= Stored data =
◇ ◇ ◇ ◇ ◇ ◇ ◇

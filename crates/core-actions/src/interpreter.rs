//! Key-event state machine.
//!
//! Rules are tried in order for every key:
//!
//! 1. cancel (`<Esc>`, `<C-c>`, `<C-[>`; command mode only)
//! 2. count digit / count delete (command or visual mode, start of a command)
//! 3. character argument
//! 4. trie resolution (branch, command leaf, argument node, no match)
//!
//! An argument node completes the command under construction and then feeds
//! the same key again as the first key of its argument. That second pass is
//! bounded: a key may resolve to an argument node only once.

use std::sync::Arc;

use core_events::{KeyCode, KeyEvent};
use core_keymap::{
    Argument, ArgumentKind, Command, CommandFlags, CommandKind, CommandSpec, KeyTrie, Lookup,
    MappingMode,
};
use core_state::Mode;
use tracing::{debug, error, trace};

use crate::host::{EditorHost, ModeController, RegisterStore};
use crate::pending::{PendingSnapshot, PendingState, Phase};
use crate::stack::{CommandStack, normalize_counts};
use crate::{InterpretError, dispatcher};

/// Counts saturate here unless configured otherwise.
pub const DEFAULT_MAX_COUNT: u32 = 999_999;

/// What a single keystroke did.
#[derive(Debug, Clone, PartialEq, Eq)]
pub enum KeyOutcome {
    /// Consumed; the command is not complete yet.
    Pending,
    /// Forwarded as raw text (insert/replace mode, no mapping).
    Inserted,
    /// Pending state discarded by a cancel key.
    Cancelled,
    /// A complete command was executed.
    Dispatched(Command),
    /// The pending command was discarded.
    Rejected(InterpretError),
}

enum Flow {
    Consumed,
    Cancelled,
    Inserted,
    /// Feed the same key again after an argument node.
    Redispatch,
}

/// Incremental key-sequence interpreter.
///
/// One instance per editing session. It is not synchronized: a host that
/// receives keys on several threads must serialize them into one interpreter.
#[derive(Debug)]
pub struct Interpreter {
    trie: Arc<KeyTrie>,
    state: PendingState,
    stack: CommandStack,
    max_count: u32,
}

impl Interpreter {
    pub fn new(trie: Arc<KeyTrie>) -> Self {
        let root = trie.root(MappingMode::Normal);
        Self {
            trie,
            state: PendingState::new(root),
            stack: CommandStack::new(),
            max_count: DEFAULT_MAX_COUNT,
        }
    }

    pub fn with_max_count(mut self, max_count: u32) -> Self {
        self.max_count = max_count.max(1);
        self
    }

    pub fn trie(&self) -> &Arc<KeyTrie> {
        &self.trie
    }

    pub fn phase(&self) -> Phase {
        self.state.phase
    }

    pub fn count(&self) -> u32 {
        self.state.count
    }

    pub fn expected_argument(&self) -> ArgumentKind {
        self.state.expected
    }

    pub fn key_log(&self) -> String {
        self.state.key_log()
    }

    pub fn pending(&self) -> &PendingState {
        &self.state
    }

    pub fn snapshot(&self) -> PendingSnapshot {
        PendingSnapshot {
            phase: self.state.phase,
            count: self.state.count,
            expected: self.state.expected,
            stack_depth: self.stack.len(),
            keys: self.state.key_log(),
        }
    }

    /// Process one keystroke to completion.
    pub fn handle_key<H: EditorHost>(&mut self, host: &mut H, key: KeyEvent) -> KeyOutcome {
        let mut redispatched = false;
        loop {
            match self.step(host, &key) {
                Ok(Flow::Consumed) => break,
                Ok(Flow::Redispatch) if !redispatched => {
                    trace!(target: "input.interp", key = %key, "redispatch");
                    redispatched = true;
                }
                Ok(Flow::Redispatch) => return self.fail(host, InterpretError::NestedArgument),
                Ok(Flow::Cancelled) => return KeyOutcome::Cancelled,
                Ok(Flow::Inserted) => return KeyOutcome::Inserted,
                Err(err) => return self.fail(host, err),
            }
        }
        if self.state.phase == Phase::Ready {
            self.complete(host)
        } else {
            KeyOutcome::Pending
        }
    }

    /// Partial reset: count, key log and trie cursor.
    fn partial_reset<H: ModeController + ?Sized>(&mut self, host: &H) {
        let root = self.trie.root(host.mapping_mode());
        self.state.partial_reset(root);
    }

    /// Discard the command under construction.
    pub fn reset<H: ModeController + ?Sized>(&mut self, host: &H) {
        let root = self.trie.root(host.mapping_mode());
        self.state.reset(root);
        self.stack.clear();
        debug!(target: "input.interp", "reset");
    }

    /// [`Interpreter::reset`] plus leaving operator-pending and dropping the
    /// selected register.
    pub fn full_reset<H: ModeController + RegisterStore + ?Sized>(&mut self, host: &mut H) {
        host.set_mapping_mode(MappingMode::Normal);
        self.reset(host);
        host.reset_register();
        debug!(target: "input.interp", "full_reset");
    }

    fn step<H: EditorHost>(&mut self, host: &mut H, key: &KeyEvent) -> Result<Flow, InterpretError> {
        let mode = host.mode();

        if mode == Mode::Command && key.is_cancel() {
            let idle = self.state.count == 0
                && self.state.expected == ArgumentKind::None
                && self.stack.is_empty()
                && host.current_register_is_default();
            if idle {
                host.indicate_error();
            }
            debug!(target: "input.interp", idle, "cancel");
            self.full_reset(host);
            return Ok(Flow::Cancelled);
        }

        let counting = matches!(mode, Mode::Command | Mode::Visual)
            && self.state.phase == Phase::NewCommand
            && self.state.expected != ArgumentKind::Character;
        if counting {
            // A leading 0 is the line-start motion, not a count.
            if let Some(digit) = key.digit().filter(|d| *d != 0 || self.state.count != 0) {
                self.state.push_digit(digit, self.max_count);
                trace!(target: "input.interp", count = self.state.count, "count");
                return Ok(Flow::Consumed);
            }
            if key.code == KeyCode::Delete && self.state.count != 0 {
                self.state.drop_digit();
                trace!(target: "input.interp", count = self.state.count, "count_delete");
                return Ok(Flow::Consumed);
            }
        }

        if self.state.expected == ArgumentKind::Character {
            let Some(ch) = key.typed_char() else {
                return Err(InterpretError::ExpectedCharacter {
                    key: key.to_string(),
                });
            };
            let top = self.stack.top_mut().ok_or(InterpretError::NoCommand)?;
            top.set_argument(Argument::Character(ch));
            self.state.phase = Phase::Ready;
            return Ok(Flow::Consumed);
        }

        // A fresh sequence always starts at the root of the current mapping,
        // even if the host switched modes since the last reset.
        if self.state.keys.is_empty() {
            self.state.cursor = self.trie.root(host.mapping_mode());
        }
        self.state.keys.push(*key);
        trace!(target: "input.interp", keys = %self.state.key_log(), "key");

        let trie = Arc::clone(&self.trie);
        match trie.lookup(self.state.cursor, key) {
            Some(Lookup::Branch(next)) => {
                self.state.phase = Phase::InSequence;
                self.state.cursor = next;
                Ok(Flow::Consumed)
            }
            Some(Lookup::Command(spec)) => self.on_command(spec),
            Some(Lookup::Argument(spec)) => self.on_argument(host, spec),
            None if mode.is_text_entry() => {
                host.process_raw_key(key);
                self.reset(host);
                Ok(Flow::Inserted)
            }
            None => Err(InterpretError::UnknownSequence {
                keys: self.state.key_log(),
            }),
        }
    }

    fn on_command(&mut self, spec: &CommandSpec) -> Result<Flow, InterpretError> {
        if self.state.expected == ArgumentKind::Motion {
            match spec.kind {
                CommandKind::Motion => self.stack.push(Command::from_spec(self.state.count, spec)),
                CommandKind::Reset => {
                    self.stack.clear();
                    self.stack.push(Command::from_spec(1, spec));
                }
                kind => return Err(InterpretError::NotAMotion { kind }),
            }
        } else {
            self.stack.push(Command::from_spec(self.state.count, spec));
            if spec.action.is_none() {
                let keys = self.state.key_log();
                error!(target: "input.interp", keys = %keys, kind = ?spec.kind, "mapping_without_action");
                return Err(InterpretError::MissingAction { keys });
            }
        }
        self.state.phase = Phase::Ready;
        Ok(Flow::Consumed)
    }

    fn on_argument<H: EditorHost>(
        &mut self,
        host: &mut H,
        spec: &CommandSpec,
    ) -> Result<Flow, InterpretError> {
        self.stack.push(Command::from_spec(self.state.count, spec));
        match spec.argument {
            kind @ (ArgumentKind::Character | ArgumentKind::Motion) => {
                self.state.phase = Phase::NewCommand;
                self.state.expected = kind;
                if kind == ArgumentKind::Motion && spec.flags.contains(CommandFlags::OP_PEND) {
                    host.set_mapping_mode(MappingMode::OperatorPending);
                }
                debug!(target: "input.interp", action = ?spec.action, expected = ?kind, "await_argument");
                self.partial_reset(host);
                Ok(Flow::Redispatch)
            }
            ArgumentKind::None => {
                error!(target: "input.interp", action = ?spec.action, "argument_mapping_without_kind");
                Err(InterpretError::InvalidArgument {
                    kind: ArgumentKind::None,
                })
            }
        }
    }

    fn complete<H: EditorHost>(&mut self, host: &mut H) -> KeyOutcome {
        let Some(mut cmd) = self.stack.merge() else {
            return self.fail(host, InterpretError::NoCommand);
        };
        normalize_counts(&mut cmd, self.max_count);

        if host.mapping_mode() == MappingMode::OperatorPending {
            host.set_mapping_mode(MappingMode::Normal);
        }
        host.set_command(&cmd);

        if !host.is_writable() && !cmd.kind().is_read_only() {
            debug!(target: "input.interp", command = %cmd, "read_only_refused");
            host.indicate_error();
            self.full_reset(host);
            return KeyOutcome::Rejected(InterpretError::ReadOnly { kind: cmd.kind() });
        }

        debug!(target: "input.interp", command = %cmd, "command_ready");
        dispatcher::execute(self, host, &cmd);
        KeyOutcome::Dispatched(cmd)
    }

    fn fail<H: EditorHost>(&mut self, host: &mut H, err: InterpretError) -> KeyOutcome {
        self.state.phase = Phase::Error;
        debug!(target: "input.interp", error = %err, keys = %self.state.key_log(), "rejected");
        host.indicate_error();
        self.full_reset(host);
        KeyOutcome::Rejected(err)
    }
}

◇ ◇ ◇ ◇ ◇ ◇ ◇

The word "KeyCode" appears in some lines of the data. Copy every one of those lines.

= SOLVED PROBLEM =
use core_events::{KeyCode, KeyEvent};
            if key.code == KeyCode::Delete && self.state.count != 0 {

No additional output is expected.